Selena Harb is sitting in class using her Apple Macbook to update her personal webpage. The 12-year-old has chosen Captain Jack Sparrow - the character portrayed by Johnny Depp in the Pirates of the Caribbean movies - to portray who she feels she is in 'My Movie', part of a computer project where a student cast different characters in a movie about their life.
'I chose him because we have a lot in common; we are both adventurous,' Selena says. She has inserted two hyperlinks to exciting sites - one on a rainforest and the other on scuba diving. 'I have tried these adventures and loved them.'
Another student, Max Wong, has put up the lyrics to Michael Jackson's Earth Song on his webpage under 'Song of My Life'. The 11-year-old feels strongly about the destruction of the earth. 'People should stop chopping down trees and wasting paper or food,' he says.
Alicia Ha, meanwhile, is working on a 'Poetry Anthology' project.
'I like poetry because it has lots of images,' she says. 'It's great that I can write my poem on the computer for others to read and I can see their work, too.'
They are all seventh graders at Kiangsu-Chekiang College International Section (KCCIS) in North Point who are using a computer system called Connected Learning Community (cLc). The system allows them to create websites with links to other webpages; conduct surveys; upload images, video clips and voice recordings - the list goes on.
They can also share pages with other students around the world who are using the same platform.

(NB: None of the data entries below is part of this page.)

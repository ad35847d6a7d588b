pub mod book_store;
pub mod catalog;
pub mod checkpoint;
pub mod config;
pub mod driver;
pub mod errors;
pub mod matching;
pub mod quote_store;
pub mod resolver;

// Re-export main types for convenient access
pub use book_store::{BookFormat, BookTextStore, DirectoryBookStore};
pub use catalog::{standardize_author_name, Catalog, CatalogEntry};
pub use checkpoint::Checkpoint;
pub use config::{MatchParams, RunConfig};
pub use driver::{QuoteStats, QuoteStatus, RunDriver, RunStats};
pub use errors::BookLoadError;
pub use matching::{locate_quote, Match, QuoteLocation};
pub use quote_store::{Quote, QuoteRow, QuoteStore};
pub use resolver::{FoundContext, QuoteResolver, Resolution};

Max, for example, cannot wait to interact with students from the Math Science Academy in Harrisburg in the US state of Pennsylvania once he finishes his project after Easter.
'It's cool. I've never met anyone from America. I want to know what their favourite foods are, and about their idols and family backgrounds,' Max says.
The person who brought the system to the school is Drew Wilson, senior teacher and head of English.
'The system allows students to become producers of their knowledge. The school has the capacity to connect with schools [that use] the system in other countries, such as the UK, the US, Australia and Germany, to name just a few,' Wilson says.
Wilson has developed a three-year plan that includes in-house training to develop projects within the curriculum and reach out to people outside of Hong Kong. Teachers as well as students are learning the tools - which means a massive database for professional development will soon be at their fingertips.
Elizabeth O'Sullivan, who oversees the English department for Grades 7 to 9, was apprehensive about the system at first. 'I am not that technical at all. So when I was first shown the cLc, I had to disguise my fear. But I was wrong because it is incredibly easy to use,' she says.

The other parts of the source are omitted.